Success and suicides: The two sides of the IIT-JEE story reflect the failure of the education system
The competitive exam system and the coaching industry demand extraordinary capacities of mechanical learning.
Yesterday · 10:30 am.
At this time of the year (April-May), national newspapers are full of front-page news and full-page advertisements of young women and men who have cracked the Joint Entrance Examination-Main, the test that qualifies students to take admission in a variety of technical institutions. It is also the pathway to appearing for the JEE-Advanced examination for admission to the Indian Institutes of Technology. Major coaching institutes, mostly headquartered in that surreal Rajasthan city of Kota, exhibit photographs of their star students – confident posture, unwavering gaze, uniform attire – in these advertisements. Their “All India Ranks” adorn the publicity material as concrete proof of both their own worthiness and that of the coaching institute. Among all this, there are two JEE-linked individual stories this year – one signifying spectacular success and the other of colossal failure – that provide necessary insight into the tragedy of our educational system. Tragedy has become so much the norm that we may not think of it as such.
First, the celebrations of success. In a deeply asymmetrical society, it is perhaps natural that we rejoice in the against-all-odds performance of a 17-year-old Dalit boy from Udaipur who achieved a perfect score in the examination. Kalpit Veerwal’s father is a medical compounder and his mother is a teacher in a government school. Veerwal is reported as saying that he started preparing for the examination when he was in Class 8, studying up to seven hours a day and mainly using the internet to gather information. He joined the Udaipur branch of one of Kota’s best known coaching institutes and is now preparing for the JEE-Advanced examination. There are many social media posts congratulating the young man. Most speak of the extraordinary nature of his success, given his social background. Some speak of it as a challenge to upper-caste monopoly over knowledge systems and material progress.

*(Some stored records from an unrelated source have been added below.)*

//! Wallet Configuration
//!
//! Argument registration, defaults and validation for the `wallet` section.
//! Key material is out of scope; this module only resolves where a wallet
//! lives and which hotkey it uses.
//!
//! Resolution order for each setting:
//! 1. Programmatic overrides ([`WalletOverrides`])
//! 2. Command-line arguments (`--wallet.name`, ...)
//! 3. `BT_WALLET_*` environment variables
//! 4. Built-in defaults

use clap::{Arg, ArgAction, Command};
use serde::Serialize;
use tracing::{debug, info};

use crate::cli::args::parse_config;
use crate::config::{ConfigTree, DefaultsLoader, Value, path};
use crate::constants::env::DEFAULTS_PREFIX;
use crate::constants::wallet::{DEFAULT_HOTKEY, DEFAULT_NAME, DEFAULT_PATH, SECTION};
use crate::types::{ConfigError, Result};

const NAME: &str = "wallet.name";
const HOTKEY: &str = "wallet.hotkey";
const PATH: &str = "wallet.path";
const MOCK: &str = "wallet._mock";

// =============================================================================
// Argument registration
// =============================================================================

/// Register the wallet arguments on `command`.
///
/// With a prefix the arguments become `--{prefix}.wallet.*` and
/// `defaults[prefix].wallet` is pointed at the unprefixed wallet defaults.
/// Arguments the command already defines are left alone.
pub fn add_args(mut command: Command, prefix: Option<&str>, defaults: &mut ConfigTree) -> Command {
    if let Some(prefix) = prefix {
        let alias = path::join(prefix, SECTION);
        if !defaults.contains(&alias) {
            if let Some(wallet) = defaults.lookup(SECTION).cloned() {
                defaults.set(&alias, wallet);
            }
        }
    }

    let path_default = defaults
        .lookup(PATH)
        .and_then(Value::as_str)
        .unwrap_or(DEFAULT_PATH)
        .to_string();

    let specs = [
        (
            NAME,
            "The name of the wallet to unlock for running bittensor (name mock is reserved for mocking this wallet)",
            None,
        ),
        (HOTKEY, "The name of the wallet's hotkey.", None),
        (PATH, "The path to your bittensor wallets", Some(path_default)),
    ];

    for (key, help, default) in specs {
        let id = match prefix {
            Some(prefix) => path::join(prefix, key),
            None => key.to_string(),
        };
        if command
            .get_arguments()
            .any(|arg| arg.get_id().as_str() == id)
        {
            debug!(argument = %id, "Wallet argument already registered");
            continue;
        }

        let mut arg = Arg::new(id.clone())
            .long(id)
            .help(help)
            .action(ArgAction::Set)
            .required(false);
        if let Some(default) = default {
            arg = arg.default_value(default);
        }
        command = command.arg(arg);
    }

    command
}

/// Built-in wallet defaults, before environment overrides
pub fn builtin_defaults() -> ConfigTree {
    ConfigTree::from_flat([
        (NAME, DEFAULT_NAME),
        (HOTKEY, DEFAULT_HOTKEY),
        (PATH, DEFAULT_PATH),
    ])
}

/// Replace `defaults.wallet` with built-in values overridden by `BT_WALLET_*`.
///
/// Environment values stay strings, so a wallet named `1234` is still a name.
pub fn add_defaults(defaults: &mut ConfigTree) -> Result<()> {
    let resolved = DefaultsLoader::load_verbatim(&builtin_defaults(), DEFAULTS_PREFIX)?;
    if let Some(wallet) = resolved.lookup(SECTION) {
        defaults.set(SECTION, wallet.clone());
    }
    Ok(())
}

/// Validate the wallet section of `config`.
///
/// Name and hotkey fall back to `defaults` when the config lacks them.
pub fn check_config(config: &ConfigTree, defaults: &ConfigTree) -> Result<()> {
    if !config.lookup(SECTION).is_some_and(Value::is_tree) {
        return Err(ConfigError::missing(SECTION));
    }

    match setting(config, defaults, NAME) {
        Some(Value::String(_)) => {}
        other => return Err(type_error(NAME, "string", other)),
    }
    match setting(config, defaults, HOTKEY) {
        Some(Value::String(_) | Value::Null) | None => {}
        other => return Err(type_error(HOTKEY, "string or null", other)),
    }
    match config.lookup(PATH) {
        Some(Value::String(_)) => {}
        other => return Err(type_error(PATH, "string", other)),
    }

    Ok(())
}

/// Parse wallet arguments into a configuration tree (non-strict)
pub fn config<I, T>(defaults: &mut ConfigTree, args: I) -> Result<ConfigTree>
where
    I: IntoIterator<Item = T>,
    T: Into<String>,
{
    let command = add_args(Command::new(SECTION), None, defaults);
    parse_config(command, false, args)
}

/// Rendered usage text for the wallet arguments
pub fn help(defaults: &ConfigTree) -> String {
    let mut scratch = defaults.clone();
    let mut command = add_args(
        Command::new(SECTION).about("Wallet location and hotkey selection"),
        None,
        &mut scratch,
    );
    command.render_help().to_string()
}

fn setting<'a>(config: &'a ConfigTree, defaults: &'a ConfigTree, key: &str) -> Option<&'a Value> {
    config.lookup(key).or_else(|| defaults.lookup(key))
}

fn type_error(field: &str, expected: &str, actual: Option<&Value>) -> ConfigError {
    match actual {
        Some(value) => ConfigError::wrong_type(field, expected, value.type_name()),
        None => ConfigError::missing(field),
    }
}

// =============================================================================
// Resolved settings
// =============================================================================

/// Programmatic overrides applied on top of parsed configuration
#[derive(Debug, Clone, Default, PartialEq, Eq)]
pub struct WalletOverrides {
    pub name: Option<String>,
    pub hotkey: Option<String>,
    pub path: Option<String>,
    pub mock: Option<bool>,
}

/// Wallet location after every layer has been applied
#[derive(Debug, Clone, PartialEq, Eq, Serialize)]
pub struct WalletSettings {
    pub name: String,
    pub hotkey: Option<String>,
    pub path: String,
    pub mock: bool,
}

/// Settings together with the configuration they were read from
#[derive(Debug, Clone)]
pub struct ResolvedWallet {
    pub settings: WalletSettings,
    pub config: ConfigTree,
}

impl WalletSettings {
    /// Resolve settings from `config` (parsed from no arguments when absent),
    /// with `overrides` written into a copy of it before validation.
    pub fn resolve(
        config: Option<&ConfigTree>,
        overrides: &WalletOverrides,
        defaults: &ConfigTree,
    ) -> Result<ResolvedWallet> {
        let mut config = match config {
            Some(config) => config.clone(),
            None => self::config(&mut defaults.clone(), Vec::<String>::new())?,
        };

        if let Some(name) = &overrides.name {
            config.set(NAME, name.as_str());
        }
        if let Some(hotkey) = &overrides.hotkey {
            config.set(HOTKEY, hotkey.as_str());
        }
        if let Some(path) = &overrides.path {
            config.set(PATH, path.as_str());
        }
        if let Some(mock) = overrides.mock {
            config.set(MOCK, mock);
        }

        check_config(&config, defaults)?;

        let name = setting(&config, defaults, NAME)
            .and_then(Value::as_str)
            .unwrap_or(DEFAULT_NAME)
            .to_string();
        let hotkey = setting(&config, defaults, HOTKEY)
            .and_then(Value::as_str)
            .map(str::to_string);
        let path = config
            .lookup(PATH)
            .and_then(Value::as_str)
            .unwrap_or(DEFAULT_PATH)
            .to_string();
        let mock = config.lookup(MOCK).and_then(Value::as_bool).unwrap_or(false);

        info!(name = %name, path = %path, mock, "Resolved wallet settings");

        Ok(ResolvedWallet {
            settings: WalletSettings {
                name,
                hotkey,
                path,
                mock,
            },
            config,
        })
    }
}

You might have missed the other JEE-related story that appeared immediately after the media coverage of Kalpit Veerwal. It was not on the front page of any newspaper. This was about a student from West Bengal who had been undergoing coaching in Kota but committed suicide as he failed to qualify for the 2017 JEE-Mains. His name was Ajit Pramanick. Though Pramanick’s life-blood simply bled into the back-page newspaper ink, his death tells us something about the end of education itself. Individual successes within our education system – if it is that – provide very little indication of the wider miseries it produces, both in terms of individual tragedies and the tragedy of the education system itself. Of course, the two are connected.
Killing fields of Kota
According to one newspaper report, Kota Police data indicates that 72 students from the city committed suicide between 2011 and 2015. The competitive examinations system and its auxiliary, the massive (and massively lucrative) coaching industry, are part of a broader educational landscape where rote-learning forms the basis of success and failure. These are the killing fields of education in more ways than one. They demand extraordinary capacities of mechanical learning, which have little relation to creative thinking that provides solutions – scientific, technical, social – to societal problems. This is not an individual failure of the imagination, for everyone seeks to better themselves through their own circumstance. Rather, it is a policy failure: the death of public imagination that can create a social-useful but also individually hopeful educational system. And, one that is able to engineer multiple ways of nurturing human capacities. The many hundred-thousands of young men and women who throng Kota each year are only promised dead end solutions on both these counts. Ajit Pramanick’s suicide is a personal tragedy for his family but it is also a form of social suicide for a society that so wholeheartedly endorses the idea of educational success that underlies his death.
There are, we know, multiple actors in this personal and social tragedy, for suicides have both personal and social lineages. It is a tragedy scripted by national and multinational corporations with substantial investments in the examinations business, as well as the state that creates and maintains the grounds for it. Between private profiteering and public inaction lies an entire population of young people forever marked as failures because of their ineptitude at mechanical learning. It is rarely that private investment is made for the purposes of furthering social good (if that happens, it is usually a byproduct), but when state policy is unable to identify it, we are truly in an educational abyss. Given the manner in which state policy has wilfully allowed education to be so narrowly interpreted, is it any wonder that our universities are research institutes – while part of one of the largest systems in the world – that hardly produce cutting-edge research or innovative solutions to social problems?
Frequently, there are references to the coaching and examinations ecosystem as a grotesque caricature of education, and hence not the actual system. Unfortunately, the gap between the actual system and that represented by its supposed caricature is not as wide as we might think. The actual is now barely distinguishable from its apparently distorted image. The monstrosity of our thinking might be gauged by the normalised tones of media reporting on Ajit Pramanick’s suicide. His parents, one report noted, were scheduled to arrive to pick up their son’s body. As the minuscule numbers of the successful gazed at us from newspaper front pages, a representative of the massive platoon of failures was banished to the anonymity of a single column many pages beyond. There was discarding of human potential and there was blood. But the blood is seeping through the entire body politic.